4. Chaînes sémiologiques et chaînes trajectives
Cela dit, le milieu n’étant justement pas l’environnement naturel, mais une certaine interprétation de ce même environnement par l’histoire, il nous faut aller plus loin que de simplement rappeler cette règle mésologique. Watsuji a mis en lumière que si le milieu est la chair de l’histoire, c’est l’histoire qui donne sens au milieu. L’histoire, en somme, est la suite indéfinie des prédicats P, P’, P’’ etc. selon lesquels est saisi le donné environnemental, la Umgebung, qui se trouve là en position de sujet logique S (ce dont il s’agit), produisant ainsi la réalité concrète du milieu ; soit r =  S/P : la réalité qu’est le milieu – la réalité – c’est S en tant que P.

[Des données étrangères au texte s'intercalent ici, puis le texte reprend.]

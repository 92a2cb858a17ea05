//! Errors raised while building cube model values.

/// Result type for model operations.
pub type ModelResult<T> = Result<T, ModelError>;

/// Error type for the cube model.
#[derive(Debug, Clone, PartialEq, thiserror::Error)]
pub enum ModelError {
    /// A resolved table has no column with the requested name.
    #[error("Field '{field}' not found on table '{table}'")]
    FieldNotFound { table: String, field: String },
}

            Ce n’est pas tout. La trajection qui fait que S apparaît, existe (ek-siste) concrètement en tant que P, soit la cosmophanie d’un certain monde (kosmos)[16], c’est un processus historique, lequel se formalise en chaînes trajectives où de nouveaux prédicats P’, P’’, P’’’ etc. viennent indéfiniment surprédiquer (réinterpréter) la réalité S/P ; soit la formule  (((S/P)/P’)P’’)/P’’’…, et ainsi de suite. Or ces chaînes trajectives sont homologues à ce que Barthes, dans ses Mythologies (1957), appelait « chaînes sémiologiques », lesquelles, indéfiniment, tendent à transformer l’histoire en mythe. On sait que, pour Barthes, un signe se définit par l’association d’un signifié Sé à un signifiant Sã  ; soit la formule signe = Sã/Sé, i.e. « signifiant en tant que signifié », laquelle est homologue à la formule r = S/P, i.e. « sujet en tant que prédicat ». On peut, de même, représenter[17] les chaînes sémiologiques barthésiennes comme les chaînes trajectives de la mésologie, soit (((Sã/Sé)/ Sé’)/ Sé’’)/ Sé’’’…, et ainsi de suite.          
            Or si les chaînes sémiologiques représentent la transformation de l’histoire en mythe, en quoi donc la réalité S/P se transforme-t-elle dans une chaîne trajective ? Toujours en réalité, certes, mais une réalité qui évolue historiquement, et dans laquelle – sauf catastrophe, qui ramènerait au point de départ – l’insubstance des prédicats P, P’, P’’ etc. est toujours plus prégnante. On voit en effet que, dans la formule susdite, il n’y a qu’un S initial, mais de plus en plus de P, P’, P’’ etc. Il faut ici rappeler, d’une part, que tant pour Aristote que pour Nishida le prédicat est insubstantiel, et d’autre part que, dans l’histoire de la pensée européenne depuis Aristote, le rapport substance/accident en métaphysique est homologue au rapport sujet/prédicat en logique. Bref, le sujet est substantiel, et le prédicat insubstantiel. Or, dans la chaîne trajective, le rapport S/P se trouve indéfiniment placé en position de sujet S’, S’’, S’’’ etc. par rapport aux prédicats ultérieurs P’, P’’, P’’’ etc. En somme, l’insubstance de P se trouve de plus en plus substantialisée, ce que l’on appelle en ontologie une hypostase.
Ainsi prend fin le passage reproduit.